Advancing the standards of ethical business practice worldwide

  • Posted on 24.02.2016

Advancing the standards of ethical business practice worldwide

C White headshot-v2

Christopher . L. White, Esq

Senior Executive Vice President, General Counsel and Secretary of the Advanced Medical Technology Association (AdvaMed)


As a compliance professional, it’s exciting to witness new Codes of Ethics take root worldwide.  Voluntary industry Codes of Ethics serve several important functions.  A credible Code demonstrates industry’s ability to self-regulate, in turn fostering consumer and governmental trust and confidence.  A Code centers stakeholders on the most meaningful business principles that the entire industry can stand behind– in our industry’s case, addressing interactions to advance medical innovation and patient health.  Effective, living Codes nurture a compliance community and guide business leaders and professionals through the complexities of dynamic marketplaces.

While all new Codes are essential to instill confidence in medical decision making and preserve innovation, perhaps among the most meaningful industry ethics work is in China. 

Why China?

– Market magnitude:  The Chinese medical device marketplace ranks as the world’s third largest.  Almost three years ago, there were about 16,000 medical device manufacturers and over 160,000 medical device distributors in China.  And yet, despite these staggering numbers, recent reports show that the Chinese device marketplace is underdeveloped when compared to other countries.  Demographic and other trends also contribute to growing healthcare needs: the population is aging, people are living longer and healthier lives; the middle class is rapidly growing; and public and private health care spending are increasing in response to patient demands for better and more modern medical care. 

– Enforcement trends and complexity:  Increased scrutiny and far-reaching enforcement are accompanying rapid health sector growth. Chinese anti-corruption efforts made headlines now familiar to compliance professionals in the US and EU.  Multiple ministries and national and regional authorities exercise health sector oversight.  Recent pronouncements such as the New Donation Rules and The Nine Prohibitions both provide clarity and raise new questions, and it can be difficult to discern precedent in general.

Based on these and other trends, an industry Code is particularly valuable in this vital country— but it was also  challenging to develop. 
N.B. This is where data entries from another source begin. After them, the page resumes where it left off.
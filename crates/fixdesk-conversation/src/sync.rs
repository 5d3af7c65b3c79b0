// SPDX-FileCopyrightText: 2026 Fixdesk Contributors
// SPDX-License-Identifier: MIT OR Apache-2.0

//! Best-effort mirroring of durable messages into the assistant context store.
//!
//! Mirror requests are queued to a single background task so they reach the
//! assistant in the order they were issued and never block the caller.
//! Failures are logged and dropped.

use std::sync::Arc;

use fixdesk_core::traits::AssistantService;
use fixdesk_core::types::{ContextMessage, ConversationId, Message};
use tokio::sync::{mpsc, oneshot};
use tracing::{debug, warn};

enum SyncCommand {
    Mirror {
        conversation_id: ConversationId,
        messages: Vec<ContextMessage>,
    },
    Flush(oneshot::Sender<()>),
}

/// Handle to the mirroring worker.
///
/// Dropping the handle lets the worker finish the queued requests and exit;
/// nothing in flight is aborted.
pub struct ContextSynchronizer {
    tx: mpsc::UnboundedSender<SyncCommand>,
}

impl ContextSynchronizer {
    /// Spawns the worker on the current tokio runtime.
    pub fn spawn(assistant: Arc<dyn AssistantService>) -> Self {
        let (tx, mut rx) = mpsc::unbounded_channel::<SyncCommand>();

        tokio::spawn(async move {
            while let Some(command) = rx.recv().await {
                match command {
                    SyncCommand::Mirror {
                        conversation_id,
                        messages,
                    } => {
                        let count = messages.len();
                        match assistant.preload_history(conversation_id, &messages).await {
                            Ok(()) => debug!(
                                conversation_id = conversation_id.0,
                                count, "mirrored messages to assistant context"
                            ),
                            Err(e) => warn!(
                                conversation_id = conversation_id.0,
                                count,
                                error = %e,
                                "context mirror failed"
                            ),
                        }
                    }
                    SyncCommand::Flush(done) => {
                        let _ = done.send(());
                    }
                }
            }
            debug!("context synchronizer stopped");
        });

        Self { tx }
    }

    /// Queues durable messages for mirroring.
    pub fn mirror(&self, conversation_id: ConversationId, messages: &[Message]) {
        self.mirror_entries(
            conversation_id,
            messages.iter().map(Message::context_entry).collect(),
        );
    }

    /// Queues already-projected context entries for mirroring.
    pub fn mirror_entries(&self, conversation_id: ConversationId, messages: Vec<ContextMessage>) {
        if messages.is_empty() {
            return;
        }
        if self
            .tx
            .send(SyncCommand::Mirror {
                conversation_id,
                messages,
            })
            .is_err()
        {
            warn!(
                conversation_id = conversation_id.0,
                "context synchronizer is gone, dropping mirror request"
            );
        }
    }

    /// Waits until every request queued before this call has been attempted.
    pub async fn flush(&self) {
        let (done_tx, done_rx) = oneshot::channel();
        if self.tx.send(SyncCommand::Flush(done_tx)).is_ok() {
            let _ = done_rx.await;
        }
    }
}

#[cfg(test)]
mod tests {
    use super::*;
    use fixdesk_test_utils::MockAssistant;
    use tracing_test::traced_test;

    const CID: ConversationId = ConversationId(3);

    #[tokio::test]
    async fn mirrors_in_issue_order() {
        let assistant = Arc::new(MockAssistant::new());
        let sync = ContextSynchronizer::spawn(assistant.clone());

        sync.mirror(CID, &[Message::user(CID, "one")]);
        sync.mirror(CID, &[Message::assistant(CID, "two"), Message::user(CID, "three")]);
        sync.flush().await;

        let contents: Vec<String> = assistant
            .preloaded(CID)
            .await
            .into_iter()
            .map(|m| m.content)
            .collect();
        assert_eq!(contents, ["one", "two", "three"]);
    }

    #[tokio::test]
    async fn empty_batches_are_skipped() {
        let assistant = Arc::new(MockAssistant::new());
        let sync = ContextSynchronizer::spawn(assistant.clone());
        sync.mirror(CID, &[]);
        sync.flush().await;
        assert_eq!(assistant.preload_calls().await, 0);
    }

    #[tokio::test]
    #[traced_test]
    async fn failures_are_logged_not_raised() {
        let assistant = Arc::new(MockAssistant::new());
        assistant.fail_preload(true);
        let sync = ContextSynchronizer::spawn(assistant.clone());

        sync.mirror(CID, &[Message::user(CID, "lost")]);
        sync.flush().await;

        assert!(assistant.preloaded(CID).await.is_empty());
        assert!(logs_contain("context mirror failed"));
    }
}
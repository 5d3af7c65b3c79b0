// SPDX-FileCopyrightText: 2026 Fixdesk Contributors
// SPDX-License-Identifier: MIT OR Apache-2.0

//! Knowledge-base reconciliation of captured solutions.
//!
//! An entry is looked up by exact error content and either has its
//! solution overwritten or is created. The steps are not transactional:
//! two concurrent captures for the same content may both create an entry,
//! or one update may be lost. Callers treat the result as best-effort.
//!
//! Deduplication is by content alone; the machine id is written on create
//! but two machines reporting the same error text share one entry.

use std::sync::Arc;

use fixdesk_config::model::KnowledgeConfig;
use fixdesk_core::error::FixdeskError;
use fixdesk_core::traits::KnowledgeStore;
use fixdesk_core::types::{KnowledgeId, Machine, MachineId, NewKnowledgeEntry};
use tokio::sync::OnceCell;
use tracing::{debug, info};

/// Which branch a reconciliation took.
#[derive(Debug, Clone, Copy, PartialEq, Eq)]
pub enum ReconcileOutcome {
    Created(KnowledgeId),
    Updated(KnowledgeId),
}

impl ReconcileOutcome {
    pub fn knowledge_id(&self) -> KnowledgeId {
        match self {
            ReconcileOutcome::Created(id) | ReconcileOutcome::Updated(id) => *id,
        }
    }
}

/// Finds-or-creates knowledge entries for captured solutions.
pub struct KnowledgeReconciler {
    store: Arc<dyn KnowledgeStore>,
    /// Machine list, fetched once on first use.
    machines: OnceCell<Vec<Machine>>,
    content_type: String,
    default_machine_id: MachineId,
}

impl KnowledgeReconciler {
    pub fn new(store: Arc<dyn KnowledgeStore>, config: &KnowledgeConfig) -> Self {
        Self {
            store,
            machines: OnceCell::new(),
            content_type: config.content_type.clone(),
            default_machine_id: MachineId(config.default_machine_id),
        }
    }

    /// Maps a machine display name to its id, or the configured default.
    ///
    /// A missing or unknown name never fails. A failure to fetch the
    /// machine list does, and is not cached.
    pub async fn resolve_machine_id(
        &self,
        machine_name: Option<&str>,
    ) -> Result<MachineId, FixdeskError> {
        let Some(name) = machine_name else {
            return Ok(self.default_machine_id);
        };
        let machines = self
            .machines
            .get_or_try_init(|| self.store.list_machines())
            .await?;
        Ok(machines
            .iter()
            .find(|m| m.machine_name == name)
            .map(|m| m.machine_id)
            .unwrap_or(self.default_machine_id))
    }

    /// Writes `solution` for the error `content`.
    pub async fn reconcile(
        &self,
        content: &str,
        machine_name: Option<&str>,
        solution: &str,
    ) -> Result<ReconcileOutcome, FixdeskError> {
        let machine_id = self.resolve_machine_id(machine_name).await?;
        let lookup = self.store.exists(content).await?;

        if lookup.exists {
            let knowledge_id = lookup.knowledge_id.ok_or_else(|| {
                FixdeskError::backend("knowledge lookup reported a match without an id")
            })?;
            self.store.update_solution(knowledge_id, solution).await?;
            info!(knowledge_id = knowledge_id.0, "knowledge entry updated");
            return Ok(ReconcileOutcome::Updated(knowledge_id));
        }

        let entry = NewKnowledgeEntry {
            content: content.to_string(),
            content_type: self.content_type.clone(),
            machine_id,
            solution: solution.to_string(),
        };
        debug!(machine_id = machine_id.0, "creating knowledge entry");
        let created = self.store.create(&entry).await?;
        info!(knowledge_id = created.knowledge_id.0, "knowledge entry created");
        Ok(ReconcileOutcome::Created(created.knowledge_id))
    }
}

#[cfg(test)]
mod tests {
    use super::*;
    use fixdesk_test_utils::MockBackend;

    fn reconciler(backend: &Arc<MockBackend>) -> KnowledgeReconciler {
        KnowledgeReconciler::new(backend.clone(), &KnowledgeConfig::default())
    }

    #[tokio::test]
    async fn creates_then_updates_single_entry() {
        let backend = Arc::new(MockBackend::new());
        let r = reconciler(&backend);

        let first = r.reconcile("E42 overheat", None, "S1").await.unwrap();
        let second = r.reconcile("E42 overheat", None, "S2").await.unwrap();

        assert!(matches!(first, ReconcileOutcome::Created(_)));
        assert_eq!(second, ReconcileOutcome::Updated(first.knowledge_id()));
        let entries = backend.knowledge_entries().await;
        assert_eq!(entries.len(), 1);
        assert_eq!(entries[0].solution.as_deref(), Some("S2"));
        assert_eq!(entries[0].content_type, "Guide");
    }

    #[tokio::test]
    async fn content_match_is_case_sensitive() {
        let backend = Arc::new(MockBackend::new());
        let r = reconciler(&backend);
        r.reconcile("Disk full", None, "a").await.unwrap();
        r.reconcile("disk full", None, "b").await.unwrap();
        assert_eq!(backend.knowledge_entries().await.len(), 2);
    }

    #[tokio::test]
    async fn machine_name_resolves_to_id() {
        let backend = Arc::new(MockBackend::new());
        backend.add_machine(7, "press-07").await;
        let r = reconciler(&backend);

        assert_eq!(r.resolve_machine_id(Some("press-07")).await.unwrap(), MachineId(7));
        assert_eq!(r.resolve_machine_id(Some("unknown")).await.unwrap(), MachineId(1));
        assert_eq!(r.resolve_machine_id(None).await.unwrap(), MachineId(1));
        r.reconcile("E1", Some("press-07"), "fix").await.unwrap();
        assert_eq!(backend.knowledge_entries().await[0].machine_id, MachineId(7));
    }

    #[tokio::test]
    async fn machine_list_is_fetched_once() {
        let backend = Arc::new(MockBackend::new());
        backend.add_machine(2, "lathe").await;
        let r = reconciler(&backend);
        r.resolve_machine_id(Some("lathe")).await.unwrap();
        r.resolve_machine_id(Some("lathe")).await.unwrap();
        assert_eq!(backend.machine_list_calls(), 1);
    }

    #[tokio::test]
    async fn store_failure_propagates_without_write() {
        let backend = Arc::new(MockBackend::new());
        backend.fail_knowledge(true);
        let r = reconciler(&backend);
        let err = r.reconcile("E1", None, "fix").await.unwrap_err();
        assert!(err.is_transient());
        backend.fail_knowledge(false);
        assert!(backend.knowledge_entries().await.is_empty());
    }
}
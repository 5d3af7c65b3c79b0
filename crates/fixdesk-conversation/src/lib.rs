// SPDX-FileCopyrightText: 2026 Fixdesk Contributors
// SPDX-License-Identifier: MIT OR Apache-2.0

//! Conversation resolution workflow for fixdesk.
//!
//! An operator chats with the assistant about an error log, marks the log
//! resolved, and is asked which solution worked. The answer is written to
//! the knowledge base. This crate holds the pieces of that workflow:
//!
//! - [`timeline`]: the ordered, optimistic message list
//! - [`resolution`]: the state machine deciding chat vs. solution capture
//! - [`reconciler`]: find-or-create of knowledge-base entries
//! - [`sync`]: best-effort mirroring into the assistant context store
//! - [`orchestrator`]: the per-conversation coordinator
//! - [`starter`]: find-or-create of a conversation for a log

pub mod orchestrator;
pub mod prompts;
pub mod reconciler;
pub mod resolution;
pub mod starter;
pub mod sync;
pub mod timeline;

pub use orchestrator::{
    ConversationEvent, ConversationOrchestrator, ConversationServices, ConversationState,
    SendOutcome, ToggleOutcome,
};
pub use reconciler::{KnowledgeReconciler, ReconcileOutcome};
pub use resolution::ResolutionState;
pub use starter::{StartedConversation, open_for_log};
pub use sync::ContextSynchronizer;
pub use timeline::Timeline;
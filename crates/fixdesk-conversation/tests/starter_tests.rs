// SPDX-FileCopyrightText: 2026 Fixdesk Contributors
// SPDX-License-Identifier: MIT OR Apache-2.0

//! Conversation creation for error logs.

use fixdesk_conversation::prompts::{proposed_solution, seed_message};
use fixdesk_conversation::SendOutcome;
use fixdesk_core::FixdeskError;
use fixdesk_core::types::{ConversationId, Role};
use fixdesk_test_utils::TestHarness;

#[tokio::test]
async fn new_log_gets_seeded_conversation() {
    let h = TestHarness::builder()
        .with_log(5, "Fan failure on unit 3", "press-07")
        .build()
        .await;
    h.backend.set_generated_solution("replace the fan").await;

    let started = h.start(5).await.unwrap();
    h.flush().await;

    assert!(started.created);
    let messages = h.backend.messages(started.conversation_id).await;
    assert_eq!(messages.len(), 2);
    assert_eq!(messages[0].role, Role::User);
    assert_eq!(messages[0].content, seed_message("Fan failure on unit 3"));
    assert_eq!(messages[1].role, Role::Assistant);
    assert_eq!(
        messages[1].content,
        proposed_solution("Fan failure on unit 3", "replace the fan")
    );

    let mirrored: Vec<String> = h
        .assistant
        .preloaded(started.conversation_id)
        .await
        .into_iter()
        .map(|m| m.content)
        .collect();
    assert_eq!(
        mirrored,
        [messages[0].content.clone(), messages[1].content.clone()]
    );
}

#[tokio::test]
async fn existing_conversation_is_reused() {
    let h = TestHarness::builder()
        .with_log(5, "E5", "m")
        .with_conversation(42, 5, Vec::new())
        .build()
        .await;

    let started = h.start(5).await.unwrap();

    assert!(!started.created);
    assert_eq!(started.conversation_id, ConversationId(42));
    assert!(h.backend.messages(ConversationId(42)).await.is_empty());
}

#[tokio::test]
async fn starting_twice_creates_once() {
    let h = TestHarness::builder().with_log(5, "E5", "m").build().await;
    let first = h.start(5).await.unwrap();
    let second = h.start(5).await.unwrap();
    assert!(first.created);
    assert!(!second.created);
    assert_eq!(first.conversation_id, second.conversation_id);
}

#[tokio::test]
async fn known_solution_is_proposed_and_confirmed_with_same() {
    let h = TestHarness::builder()
        .with_log(8, "Disk full.", "db-01")
        .build()
        .await;
    h.backend.add_knowledge("Disk full", "clean /tmp").await;

    let started = h.start(8).await.unwrap();
    let conversation = h.open(started.conversation_id.0).await.unwrap();
    let state = conversation.snapshot().await;
    assert_eq!(
        state.timeline.get(1).unwrap().content,
        proposed_solution("Disk full.", "clean /tmp")
    );

    conversation.toggle_resolved(true).await.unwrap();
    let outcome = conversation.send_message("same").await.unwrap();

    assert!(matches!(outcome, SendOutcome::SolutionCaptured { .. }));
    let entries = h.backend.knowledge_entries().await;
    let captured = entries
        .iter()
        .find(|e| e.content == "Disk full.")
        .expect("entry keyed by the full log text");
    assert_eq!(captured.solution.as_deref(), Some("clean /tmp"));
}

#[tokio::test]
async fn unknown_log_is_not_found() {
    let h = TestHarness::builder().build().await;
    let err = h.start(77).await.unwrap_err();
    assert!(matches!(err, FixdeskError::NotFound { ref resource, .. } if resource == "log"));
}
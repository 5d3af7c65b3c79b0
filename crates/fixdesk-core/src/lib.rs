// SPDX-FileCopyrightText: 2026 Fixdesk Contributors
// SPDX-License-Identifier: MIT OR Apache-2.0

//! Core library for fixdesk.
//!
//! Defines the domain types (messages, logs, knowledge entries), the shared
//! error type, and the collaborator traits implemented by the HTTP adapters
//! and the test mocks.

pub mod error;
pub mod traits;
pub mod types;

pub use error::FixdeskError;
pub use traits::{AssistantService, ConversationStore, KnowledgeStore, ServiceAdapter};
pub use types::{
    ContextMessage, ConversationId, HealthStatus, KnowledgeId, LogId, MachineId, Message,
    MessageId, Role,
};

#[cfg(test)]
mod tests {
    use super::*;

    #[test]
    fn error_variants_render() {
        let busy = FixdeskError::Busy {
            conversation_id: "7".into(),
        };
        assert_eq!(
            busy.to_string(),
            "conversation 7 is busy with another action"
        );
        let missing = FixdeskError::NotFound {
            resource: "conversation".into(),
            id: "9".into(),
        };
        assert_eq!(missing.to_string(), "conversation not found: 9");
        assert_eq!(
            FixdeskError::backend("down").to_string(),
            "backend error: down"
        );
    }

    #[test]
    fn only_service_failures_are_transient() {
        assert!(FixdeskError::backend("x").is_transient());
        assert!(FixdeskError::assistant("x").is_transient());
        assert!(!FixdeskError::InvalidInput("x".into()).is_transient());
        assert!(!FixdeskError::Internal("x".into()).is_transient());
    }

    #[test]
    fn all_traits_are_object_safe() {
        fn _store(_: &dyn ConversationStore) {}
        fn _knowledge(_: &dyn KnowledgeStore) {}
        fn _assistant(_: &dyn AssistantService) {}
    }
}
When AdvaMed first opened is China office in Shanghai, the AdvaMed China Board formed a working group to address business practices in China and to develop a China-specific Code of Ethics.  Recognizing that not all markets operate the same way, AdvaMed set out to design a Code tailored for the Chinese market to advance key principles for our industry: instill confidence and integrity in medical decision making, promote patient access to safe and effective medical technologies, establish industry credibility, promote medical innovation and guide business leaders within this exciting, yet imprecise market. 

After nearly two years of hard work, the AdvaMed China Code of Ethics is now a reality. I’m awed by our industry leaders, whose vision and principled determination launched this work: from the outset, they steered hard for the higher road.  I’m humbled and impressed by the gifted, hardworking compliance professionals in China, whose passionate discussions and balanced analyses brought clarity to the most challenging of topics (cultural gifts, direct sponsorship, and third party distributors, among others) and forged a vibrant community of compliance colleagues.  And, I look forward to further collaborating with Chinese industry stakeholders, with whom AdvaMed developed valuble longstanding cooperative exchanges, to advance broad industry wide ethics work.  Most of all, I’m proud to say I’m part of this remarkable industry.

The AdvaMed China Code of Ethics is effective as of January 1, 2016, and available to members here. Stay tuned for more information as we formally launch this work in the year ahead.

This May, at the Global Medical Technology Compliance Conference, I look forward to connecting with the many global compliance leaders who undertook similar work in their countries to launch new Codes and advance ethical interactions among medical device companies and health care professionals.